Serafim Batzoglu (Stanford University, USA) delivered a keynote discussing fast methods for detecting identity-by-descent in large cohorts and improvements to variant calling and imputation methods for low-coverage sequencing of populations. Batzoglou also presented algorithms for reconstructing tumor lineages in cancer and methods to phase sequence variants using barcoded pools of long DNA fragments.

The human reference genome has expanded to incorporate additional haplotypes and novel sequence, improving its representation of known human variation. The most recent update to the reference genome was the topic of a presentation by Valerie Schneider (National Center for Biotechnology Information, USA).

We continue to accumulate vast amounts of biological data. Integrating, storing and making this data available to the research community were the focus of a database session. Gary Saunders (European Bioinformatics Institute, UK) presented Ensembl Variation, a repository of genetic variation for all species. The Ensembl Regulation project, described by Daniel Zerbino (European Bioinformatics Institute, UK), annotates the human genome by collating and integrating experimental data sets, such as ChIP-Seq, DNase-Seq and transcription factor binding assays.

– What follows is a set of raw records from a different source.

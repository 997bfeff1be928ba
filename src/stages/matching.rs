//! Dictionary and table driven matching.

use super::known_term;
use crate::pipeline::{MappingState, MatchCandidate, MatchMethod, SpanKind, StageContext};
use crate::text::{char_len, normalize_label};

/// Match span text exactly (after normalization) against term names and
/// synonyms of the given ontologies.
///
/// Spans shorter than `query_len_thresh` characters are never matched.
/// Hits on original text are `Exact`; hits on variant text are `Synonym`.
pub fn exact_string_matching(
    mut state: MappingState,
    ctx: &StageContext<'_>,
    ontology_ids: &[String],
    query_len_thresh: usize,
) -> MappingState {
    let mut found = Vec::new();
    for attr in &state.attributes {
        for span in &attr.spans {
            let query = normalize_label(&span.text);
            if char_len(&query) < query_len_thresh {
                continue;
            }
            let method = match span.kind {
                SpanKind::Original => MatchMethod::Exact,
                SpanKind::Variant => MatchMethod::Synonym,
            };
            for term_id in ctx.ontologies.lookup_label(&query, ontology_ids) {
                found.push(MatchCandidate::from_span(
                    term_id,
                    &attr.key,
                    span,
                    method,
                    1.0,
                    format!("ExactStringMatching: '{}'", query),
                ));
            }
        }
    }
    add_all(&mut state, found, "ExactStringMatching");
    state
}

/// Two-character values ("LN", "BM") mapped through a fixed table
pub fn two_char_mappings(mut state: MappingState, ctx: &StageContext<'_>) -> MappingState {
    let mut found = Vec::new();
    for attr in &state.attributes {
        for span in &attr.spans {
            let query = normalize_label(&span.text);
            if char_len(&query) != 2 {
                continue;
            }
            for term_id in ctx.resources.two_char_targets(&query) {
                if known_term(ctx, term_id, "TwoCharMappings") {
                    found.push(MatchCandidate::from_span(
                        term_id.clone(),
                        &attr.key,
                        span,
                        MatchMethod::Custom,
                        1.0,
                        format!("TwoCharMappings: '{}'", query),
                    ));
                }
            }
        }
    }
    add_all(&mut state, found, "TwoCharMappings");
    state
}

/// Whole values whose meaning depends on the key ("sex": "M")
pub fn property_specific_synonym(mut state: MappingState, ctx: &StageContext<'_>) -> MappingState {
    let mut found = Vec::new();
    for attr in &state.attributes {
        let key_norm = attr.key_norm();
        for span in attr.spans.iter().filter(|s| s.covers(&attr.value)) {
            let query = normalize_label(&span.text);
            for term_id in ctx.resources.property_synonym_targets(&key_norm, &query) {
                if known_term(ctx, term_id, "PropertySpecificSynonym") {
                    found.push(MatchCandidate::from_span(
                        term_id.clone(),
                        &attr.key,
                        span,
                        MatchMethod::Custom,
                        1.0,
                        format!("PropertySpecificSynonym: {} = '{}'", key_norm, query),
                    ));
                }
            }
        }
    }
    add_all(&mut state, found, "PropertySpecificSynonym");
    state
}

/// Keyword table lookups, then operator keyword overrides.
///
/// A span hit by an override loses every text match found inside it by
/// earlier stages, so an override can correct a wrong exact match.
pub fn exact_match_custom_targets(mut state: MappingState, ctx: &StageContext<'_>) -> MappingState {
    let mut found = Vec::new();
    let mut overridden: Vec<(String, usize, usize)> = Vec::new();
    for attr in &state.attributes {
        for span in &attr.spans {
            let query = normalize_label(&span.text);
            let overrides = ctx.resources.keyword_override_for(&query);
            let (directives, step) = if overrides.is_empty() {
                (ctx.resources.custom_targets_for(&query), "ExactMatchCustomTargets")
            } else {
                (overrides, "KeywordOverride")
            };
            for directive in directives {
                let term_id = directive.term_id();
                if !known_term(ctx, term_id, "ExactMatchCustomTargets") {
                    continue;
                }
                let mut candidate = MatchCandidate::from_span(
                    term_id,
                    &attr.key,
                    span,
                    MatchMethod::Custom,
                    1.0,
                    format!("{}: '{}'", step, query),
                );
                if directive.consequent() {
                    candidate.method = MatchMethod::Consequent;
                    candidate.is_consequent = true;
                } else if !overrides.is_empty() {
                    overridden.push((attr.key.clone(), span.start, span.end));
                }
                found.push(candidate);
            }
        }
    }

    if !overridden.is_empty() {
        let before = state.match_count();
        state.retain_matches(|m| {
            m.is_consequent
                || !overridden
                    .iter()
                    .any(|(key, start, end)| m.origin_key == *key && *start <= m.start && m.end <= *end)
        });
        tracing::debug!(
            removed = before - state.match_count(),
            "text matches replaced by keyword override"
        );
    }
    add_all(&mut state, found, "ExactMatchCustomTargets");
    state
}

fn add_all(state: &mut MappingState, found: Vec<MatchCandidate>, stage: &str) {
    let mut added = 0;
    for candidate in found {
        if state.add_match(candidate) {
            added += 1;
        }
    }
    tracing::trace!(stage, added, total = state.match_count(), "matches");
}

Emerging technology and new applications of sequencing

The Oxford Nanopore MinION system was recently made available through an early access program. As expected, there was much interest in hearing the experiences of the laboratories participating in the program. James Gurtowski (Cold Spring Harbor Laboratory, USA) described their first few months with the system. Gurtowski reported very long read lengths but with a high error rate when compared to other platforms. However, Gurtowski was able to generate a very contiguous assembly of Saccharomyces cerevisiae when combining Oxford Nanopore reads with Illumina data. Nick Loman (Birmingham University, UK) highlighted the small form-factor and low cost of the MinION as key features. Loman presented whole-genome data from Escherichia coli K-12 MG1655 generated on the MinION and discussed the effect of controlling the rate of DNA translocation on read quality. Loman also demonstrated the real-time functionality of the MinION to identify bacterial strains in a recent hospital outbreak. Species-level information could be recovered within 20 minutes, serotyping within an hour, and assignment to an outbreak cluster within 2 hours.

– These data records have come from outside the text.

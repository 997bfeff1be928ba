//! Static lexical resources and rule tables used by the stages.
//!
//! Resources are loaded from YAML once, normalized, and then shared
//! read-only by every pipeline run. The built-in tables live in
//! `config/resources.yaml`.

use serde::{Deserialize, Serialize};
use std::collections::{BTreeMap, BTreeSet};
use std::path::Path;

use crate::config::KeywordOverrides;
use crate::error::ConfigError;
use crate::ontology::{OntologySet, Relation, TermId};
use crate::text::{normalize_key, normalize_label};

const BUILTIN_RESOURCES: &str = include_str!("../config/resources.yaml");

/// Connector words dropped between a property key and its unit ("age in years")
const KEY_UNIT_CONNECTORS: &[&str] = &["in", "at", "of"];

/// One term-mapping directive from a custom table or keyword override.
///
/// Accepts either a bare term ID or `{ term_id, consequent }`.
#[derive(Debug, Clone, PartialEq, Eq, Serialize, Deserialize)]
#[serde(untagged)]
pub enum MappingDirective {
    TermId(TermId),
    Detailed {
        term_id: TermId,
        #[serde(default)]
        consequent: bool,
    },
}

impl MappingDirective {
    pub fn term_id(&self) -> &str {
        match self {
            Self::TermId(id) => id,
            Self::Detailed { term_id, .. } => term_id,
        }
    }

    pub fn consequent(&self) -> bool {
        match self {
            Self::TermId(_) => false,
            Self::Detailed { consequent, .. } => *consequent,
        }
    }
}

/// Value synonyms that only apply under particular attribute keys
#[derive(Debug, Clone, Default, Serialize, Deserialize)]
pub struct PropertySynonymTable {
    pub keys: BTreeSet<String>,
    pub values: BTreeMap<String, Vec<TermId>>,
}

#[derive(Debug, Clone, Default, Serialize, Deserialize)]
pub struct CellLineRules {
    /// Term ID prefixes of cell-line ontologies (e.g., "CVCL")
    #[serde(default)]
    pub namespaces: Vec<String>,

    /// Generic cell-line term; its descendants are cell lines too
    #[serde(default)]
    pub root_term: Option<TermId>,

    /// Keys that never denote a cell line
    #[serde(default)]
    pub non_cell_line_keys: BTreeSet<String>,

    /// Relations from a cell line to the disease it was derived from
    #[serde(default)]
    pub disease_relations: Vec<Relation>,

    /// Static cell line → disease table
    #[serde(default)]
    pub diseases: BTreeMap<TermId, Vec<TermId>>,

    /// Relations from a cell line to the cell type / anatomy it derives from
    #[serde(default)]
    pub inferred_relations: Vec<Relation>,
}

#[derive(Debug, Clone, Serialize, Deserialize)]
pub struct UnitDef {
    pub id: TermId,
    pub name: String,
    pub labels: BTreeSet<String>,

    /// Conversion factor to years, for time units
    #[serde(default)]
    pub years: Option<f64>,
}

impl UnitDef {
    pub fn is_time(&self) -> bool {
        self.years.is_some()
    }
}

#[derive(Debug, Clone, Serialize, Deserialize)]
pub struct PropertyDef {
    pub id: TermId,
    pub name: String,
    pub keys: BTreeSet<String>,

    /// True for properties measured in time units (age, time point)
    #[serde(default)]
    pub time: bool,

    /// Unit assumed when neither key nor value names one
    #[serde(default)]
    pub default_unit: Option<TermId>,
}

/// Maps an age range (in years) to a developmental stage term
#[derive(Debug, Clone, Serialize, Deserialize)]
pub struct DevelopmentalStageRule {
    pub property: TermId,
    pub term: TermId,
    /// Inclusive lower bound in years
    #[serde(default)]
    pub min_years: Option<f64>,
    /// Exclusive upper bound in years
    #[serde(default)]
    pub max_years: Option<f64>,
}

impl DevelopmentalStageRule {
    pub fn contains(&self, years: f64) -> bool {
        self.min_years.map_or(true, |min| years >= min)
            && self.max_years.map_or(true, |max| years < max)
    }
}

#[derive(Debug, Clone, Serialize, Deserialize)]
pub struct CulturedCellRule {
    /// Term added as a consequence (e.g., "cultured cell")
    pub term: TermId,
    /// Matches under this root count as cell types
    pub cell_type_root: TermId,
    /// Keys whose presence indicates a cultured sample
    #[serde(default)]
    pub keys: BTreeSet<String>,
}

/// All static tables used by the stages
#[derive(Debug, Clone, Default, Serialize, Deserialize)]
pub struct Resources {
    #[serde(default)]
    pub placeholder_values: BTreeSet<String>,
    #[serde(default)]
    pub ignored_keys: BTreeSet<String>,
    #[serde(default)]
    pub inflections: BTreeMap<String, Vec<String>>,
    #[serde(default)]
    pub spelling_variants: BTreeMap<String, Vec<String>>,
    #[serde(default)]
    pub synonyms: BTreeMap<String, Vec<String>>,
    #[serde(default)]
    pub acronyms: BTreeMap<String, Vec<String>>,
    #[serde(default)]
    pub two_char_mappings: BTreeMap<String, Vec<TermId>>,
    #[serde(default)]
    pub property_synonyms: Vec<PropertySynonymTable>,
    #[serde(default)]
    pub custom_targets: BTreeMap<String, Vec<MappingDirective>>,
    /// Operator keyword overrides; these win over every other text match
    /// on the span they cover
    #[serde(default)]
    pub keyword_overrides: BTreeMap<String, Vec<MappingDirective>>,
    #[serde(default)]
    pub custom_consequents: BTreeMap<TermId, Vec<TermId>>,
    #[serde(default)]
    pub cell_line: CellLineRules,
    #[serde(default)]
    pub units: Vec<UnitDef>,
    #[serde(default)]
    pub real_value_properties: Vec<PropertyDef>,
    #[serde(default)]
    pub developmental_stages: Vec<DevelopmentalStageRule>,
    #[serde(default)]
    pub cultured_cell: Option<CulturedCellRule>,
}

impl Resources {
    /// The tables shipped with the crate
    pub fn builtin() -> Result<Self, ConfigError> {
        Self::from_yaml(BUILTIN_RESOURCES)
    }

    pub fn load(path: &Path) -> Result<Self, ConfigError> {
        let content = std::fs::read_to_string(path).map_err(|source| ConfigError::Io {
            path: path.display().to_string(),
            source,
        })?;
        Self::from_yaml(&content)
    }

    pub fn from_yaml(yaml: &str) -> Result<Self, ConfigError> {
        let resources: Resources = serde_yaml::from_str(yaml)?;
        Ok(resources.normalized())
    }

    /// Re-key every table by its normalized form
    fn normalized(self) -> Self {
        Self {
            placeholder_values: self.placeholder_values.iter().map(|v| normalize_label(v)).collect(),
            ignored_keys: self.ignored_keys.iter().map(|k| normalize_key(k)).collect(),
            inflections: normalize_phrase_map(self.inflections),
            spelling_variants: normalize_phrase_map(self.spelling_variants),
            synonyms: normalize_phrase_map(self.synonyms),
            acronyms: normalize_phrase_map(self.acronyms),
            two_char_mappings: normalize_keys(self.two_char_mappings),
            property_synonyms: self
                .property_synonyms
                .into_iter()
                .map(|table| PropertySynonymTable {
                    keys: table.keys.iter().map(|k| normalize_key(k)).collect(),
                    values: normalize_keys(table.values),
                })
                .collect(),
            custom_targets: normalize_keys(self.custom_targets),
            keyword_overrides: normalize_keys(self.keyword_overrides),
            custom_consequents: self.custom_consequents,
            cell_line: CellLineRules {
                non_cell_line_keys: self
                    .cell_line
                    .non_cell_line_keys
                    .iter()
                    .map(|k| normalize_key(k))
                    .collect(),
                ..self.cell_line
            },
            units: self
                .units
                .into_iter()
                .map(|unit| UnitDef {
                    labels: unit.labels.iter().map(|l| normalize_label(l)).collect(),
                    ..unit
                })
                .collect(),
            real_value_properties: self
                .real_value_properties
                .into_iter()
                .map(|prop| PropertyDef {
                    keys: prop.keys.iter().map(|k| normalize_key(k)).collect(),
                    ..prop
                })
                .collect(),
            developmental_stages: self.developmental_stages,
            cultured_cell: self.cultured_cell.map(|rule| CulturedCellRule {
                keys: rule.keys.iter().map(|k| normalize_key(k)).collect(),
                ..rule
            }),
        }
    }

    /// Install operator keyword overrides. A keyword also present in the
    /// custom-target table is taken out of it.
    pub fn apply_keyword_overrides(&mut self, overrides: &KeywordOverrides) {
        for (keyword, directives) in overrides.entries() {
            let keyword = normalize_label(keyword);
            self.custom_targets.remove(&keyword);
            self.keyword_overrides.insert(keyword, directives.to_vec());
        }
    }

    // =========================================================================
    // Lookups (all inputs are normalized by the caller)
    // =========================================================================

    pub fn is_placeholder(&self, value_norm: &str) -> bool {
        self.placeholder_values.contains(value_norm)
    }

    pub fn is_ignored_key(&self, key_norm: &str) -> bool {
        self.ignored_keys.contains(key_norm)
    }

    pub fn inflection_bases(&self, word: &str) -> &[String] {
        lookup(&self.inflections, word)
    }

    pub fn spelling_variants_of(&self, word: &str) -> &[String] {
        lookup(&self.spelling_variants, word)
    }

    pub fn synonyms_of(&self, phrase: &str) -> &[String] {
        lookup(&self.synonyms, phrase)
    }

    pub fn acronym_expansions(&self, acronym: &str) -> &[String] {
        lookup(&self.acronyms, acronym)
    }

    pub fn two_char_targets(&self, text: &str) -> &[TermId] {
        lookup(&self.two_char_mappings, text)
    }

    pub fn custom_targets_for(&self, text: &str) -> &[MappingDirective] {
        lookup(&self.custom_targets, text)
    }

    pub fn keyword_override_for(&self, text: &str) -> &[MappingDirective] {
        lookup(&self.keyword_overrides, text)
    }

    pub fn custom_consequents_of(&self, term_id: &str) -> &[TermId] {
        lookup(&self.custom_consequents, term_id)
    }

    /// Terms for `value_norm` under the key, if a property-specific table applies
    pub fn property_synonym_targets(&self, key_norm: &str, value_norm: &str) -> &[TermId] {
        self.property_synonyms
            .iter()
            .filter(|table| table.keys.contains(key_norm))
            .find_map(|table| table.values.get(value_norm))
            .map(|ids| ids.as_slice())
            .unwrap_or(&[])
    }

    pub fn unit(&self, unit_id: &str) -> Option<&UnitDef> {
        self.units.iter().find(|u| u.id == unit_id)
    }

    pub fn unit_by_label(&self, label_norm: &str) -> Option<&UnitDef> {
        self.units.iter().find(|u| u.labels.contains(label_norm))
    }

    pub fn property(&self, property_id: &str) -> Option<&PropertyDef> {
        self.real_value_properties.iter().find(|p| p.id == property_id)
    }

    /// Resolve a normalized key to a quantitative property.
    ///
    /// The key either names the property exactly ("age") or names it
    /// followed by a unit ("age years", "age in weeks"). Returns the unit
    /// named by the key, if any.
    pub fn property_for_key(&self, key_norm: &str) -> Option<(&PropertyDef, Option<&UnitDef>)> {
        let words: Vec<&str> = key_norm.split_whitespace().collect();
        for split in (1..=words.len()).rev() {
            let prefix = words[..split].join(" ");
            let Some(property) = self
                .real_value_properties
                .iter()
                .find(|p| p.keys.contains(&prefix))
            else {
                continue;
            };

            let mut rest = &words[split..];
            while let Some((first, tail)) = rest.split_first() {
                if KEY_UNIT_CONNECTORS.contains(first) {
                    rest = tail;
                } else {
                    break;
                }
            }
            if rest.is_empty() {
                return Some((property, None));
            }
            if let Some(unit) = self.unit_by_label(&rest.join(" ")) {
                return Some((property, Some(unit)));
            }
        }
        None
    }

    /// True if the term belongs to a cell-line ontology or descends from
    /// the generic cell-line term
    pub fn is_cell_line_term(&self, term_id: &str, ontologies: &OntologySet) -> bool {
        let in_namespace = self.cell_line.namespaces.iter().any(|ns| {
            term_id
                .strip_prefix(ns.as_str())
                .map(|rest| rest.starts_with(':') || rest.starts_with('_'))
                .unwrap_or(false)
        });
        if in_namespace {
            return true;
        }
        match &self.cell_line.root_term {
            Some(root) => ontologies.is_strict_ancestor(root, term_id),
            None => false,
        }
    }
}

fn lookup<'a, V>(map: &'a BTreeMap<String, Vec<V>>, key: &str) -> &'a [V] {
    map.get(key).map(|v| v.as_slice()).unwrap_or(&[])
}

fn normalize_keys<V>(map: BTreeMap<String, Vec<V>>) -> BTreeMap<String, Vec<V>> {
    let mut out: BTreeMap<String, Vec<V>> = BTreeMap::new();
    for (key, values) in map {
        out.entry(normalize_label(&key)).or_default().extend(values);
    }
    out
}

fn normalize_phrase_map(map: BTreeMap<String, Vec<String>>) -> BTreeMap<String, Vec<String>> {
    let mut out: BTreeMap<String, Vec<String>> = BTreeMap::new();
    for (key, values) in map {
        let entry = out.entry(normalize_label(&key)).or_default();
        for value in values {
            let value = normalize_label(&value);
            if !value.is_empty() && !entry.contains(&value) {
                entry.push(value);
            }
        }
    }
    out
}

The Pacific Biosciences sequencing instrument, which has become prominent for producing excellent assemblies of numerous genomes, was used for two challenging sequencing projects. Samarth Rangavittal (Pennsylvania State University, USA) assembled the gorilla Y chromosome using PacBio data. Pin Tong (University of Edinburgh, UK) applied PacBio sequencing to three Schizosaccharomyces species to study centromere evolution in fission yeast.

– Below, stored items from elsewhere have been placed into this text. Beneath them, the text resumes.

//! Inference of matches from other matches and real values.

use super::known_term;
use crate::pipeline::{MappingState, MatchCandidate, MatchMethod, StageContext};
use crate::text::normalize_label;

/// Link other attributes whose whole value names an ancestor of a match.
///
/// With `{"cell type": "CD4+ T cell", "lineage": "lymphocyte"}`, the
/// "lymphocyte" value is matched (as `Inferred`) because lymphocyte is an
/// ancestor of the CD4+ T cell term.
pub fn linked_terms_of_superterms(mut state: MappingState, ctx: &StageContext<'_>) -> MappingState {
    let mut found = Vec::new();
    for attr in &state.attributes {
        let value_norm = normalize_label(&attr.value);
        let labelled = ctx.ontologies.lookup_label(&value_norm, &[]);
        if labelled.is_empty() {
            continue;
        }
        for m in state.matches().filter(|m| m.origin_key != attr.key) {
            for term_id in &labelled {
                if !ctx.ontologies.is_strict_ancestor(term_id, &m.term_id) {
                    continue;
                }
                let mut path = m.path_to_mapping.clone();
                path.push(format!(
                    "LinkedTermsOfSuperterms: '{}' is an ancestor of {}",
                    value_norm, m.term_id
                ));
                found.push(MatchCandidate::whole_value(
                    *term_id,
                    attr,
                    MatchMethod::Inferred,
                    path,
                ));
            }
        }
    }
    for candidate in found {
        state.add_match(candidate);
    }
    state
}

/// Cell lines imply the disease they were derived from
pub fn cell_line_to_implied_disease(mut state: MappingState, ctx: &StageContext<'_>) -> MappingState {
    let rules = &ctx.resources.cell_line;
    let mut found = Vec::new();
    for m in state.matches() {
        if !ctx.resources.is_cell_line_term(&m.term_id, ctx.ontologies) {
            continue;
        }
        let mut diseases: Vec<&str> = rules
            .disease_relations
            .iter()
            .flat_map(|relation| ctx.ontologies.related(&m.term_id, relation))
            .collect();
        if let Some(listed) = rules.diseases.get(&m.term_id) {
            diseases.extend(listed.iter().map(|d| d.as_str()));
        }
        diseases.sort_unstable();
        diseases.dedup();

        for disease in diseases {
            if known_term(ctx, disease, "CellLineToImpliedDisease") {
                found.push(m.consequent(
                    disease,
                    MatchMethod::Consequent,
                    format!("CellLineToImpliedDisease: {} -> {}", m.term_id, disease),
                ));
            }
        }
    }
    for candidate in found {
        state.add_match(candidate);
    }
    state
}

/// Fixed term → term implications from the resource table
pub fn custom_consequent_terms(mut state: MappingState, ctx: &StageContext<'_>) -> MappingState {
    let mut found = Vec::new();
    for m in state.matches() {
        for implied in ctx.resources.custom_consequents_of(&m.term_id) {
            if known_term(ctx, implied, "CustomConsequentTerms") {
                found.push(m.consequent(
                    implied.clone(),
                    MatchMethod::Consequent,
                    format!("CustomConsequentTerms: {} -> {}", m.term_id, implied),
                ));
            }
        }
    }
    for candidate in found {
        state.add_match(candidate);
    }
    state
}

/// Follow the configured relations from matched cell lines (e.g. the cell
/// type a line derives from)
pub fn infer_cell_line_terms(mut state: MappingState, ctx: &StageContext<'_>) -> MappingState {
    let mut found = Vec::new();
    for m in state.matches() {
        if !ctx.resources.is_cell_line_term(&m.term_id, ctx.ontologies) {
            continue;
        }
        for relation in &ctx.resources.cell_line.inferred_relations {
            for target in ctx.ontologies.related(&m.term_id, relation) {
                if known_term(ctx, target, "InferCellLineTerms") {
                    found.push(m.consequent(
                        target,
                        MatchMethod::Consequent,
                        format!("InferCellLineTerms: {} {} {}", m.term_id, relation, target),
                    ));
                }
            }
        }
    }
    for candidate in found {
        state.add_match(candidate);
    }
    state
}

/// Age real values imply a developmental stage ("21 years" → adult)
pub fn implied_developmental_stage_from_age(mut state: MappingState, ctx: &StageContext<'_>) -> MappingState {
    let mut found = Vec::new();
    for rv in state.real_values() {
        let Some(years) = rv
            .unit_id
            .as_deref()
            .and_then(|id| ctx.resources.unit(id))
            .and_then(|unit| unit.years)
            .map(|factor| rv.value * factor)
        else {
            continue;
        };
        let Some(attr) = state.attribute(&rv.original_key) else {
            continue;
        };
        for rule in &ctx.resources.developmental_stages {
            if rule.property != rv.property_id || !rule.contains(years) {
                continue;
            }
            if !known_term(ctx, &rule.term, "ImpliedDevelopmentalStageFromAge") {
                continue;
            }
            let mut path = rv.path_to_mapping.clone();
            path.push(format!(
                "ImpliedDevelopmentalStageFromAge: {} years -> {}",
                years, rule.term
            ));
            found.push(MatchCandidate::whole_value(
                rule.term.clone(),
                attr,
                MatchMethod::Consequent,
                path,
            ));
        }
    }
    for candidate in found {
        state.add_match(candidate);
    }
    state
}

/// Samples of a cell line, or of a cell type grown in culture, are
/// cultured cells
pub fn consequent_cultured_cell(mut state: MappingState, ctx: &StageContext<'_>) -> MappingState {
    let Some(rule) = &ctx.resources.cultured_cell else {
        return state;
    };
    if state.has_match(&rule.term) || !known_term(ctx, &rule.term, "ConsequentCulturedCell") {
        return state;
    }

    let text_matches = || state.matches().filter(|m| !m.is_consequent);
    let cell_line = text_matches().find(|m| ctx.resources.is_cell_line_term(&m.term_id, ctx.ontologies));
    let cultured = state
        .attributes
        .iter()
        .any(|a| rule.keys.contains(&a.key_norm()));
    let cell_type = text_matches()
        .find(|m| ctx.ontologies.is_strict_ancestor(&rule.cell_type_root, &m.term_id));

    let anchor = match (cell_line, cell_type) {
        (Some(line), _) => Some((line, "cell line")),
        (None, Some(cell)) if cultured => Some((cell, "cell type in culture")),
        _ => None,
    };
    let Some((anchor, reason)) = anchor else {
        return state;
    };

    let candidate = anchor.consequent(
        rule.term.clone(),
        MatchMethod::Consequent,
        format!("ConsequentCulturedCell: {} ({})", anchor.term_id, reason),
    );
    state.add_match(candidate);
    state
}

Two talks presented unconventional applications of sequencing. Janet Kelso (Max Planck Institute for Evolutionary Anthropology, Germany) described how sequencing ancient samples - Neanderthals in Europe and western Asia, Denisovans in southern Siberia and a 45,000-year-old modern human - provides insight into the relationship between modern humans and archaic groups. Aaron Darling (University of Technology Sydney, Australia) has adopted the Hi-C protocol, which is typically used to assay the three-dimensional structure of genomes, to improve metagenomic assemblies. Metagenomic Hi-C provides information on which sequences are physically close together in the sample; Darling demonstrated how this information can be used to group assembled contigs together into nearly complete species-level reconstructions.

This year’s edition of Genome Informatics highlighted the rapid advances the community has made in applying genomics in all areas of biology, and the increasing applications of sequencing towards questions of human health. These advances are made possible by the development of algorithms, software, instruments, databases and, crucially, partnerships between biologists, clinicians and informaticians. Genome Informatics continues to bring these communities together to explore the future of genomics as it rapidly unfolds.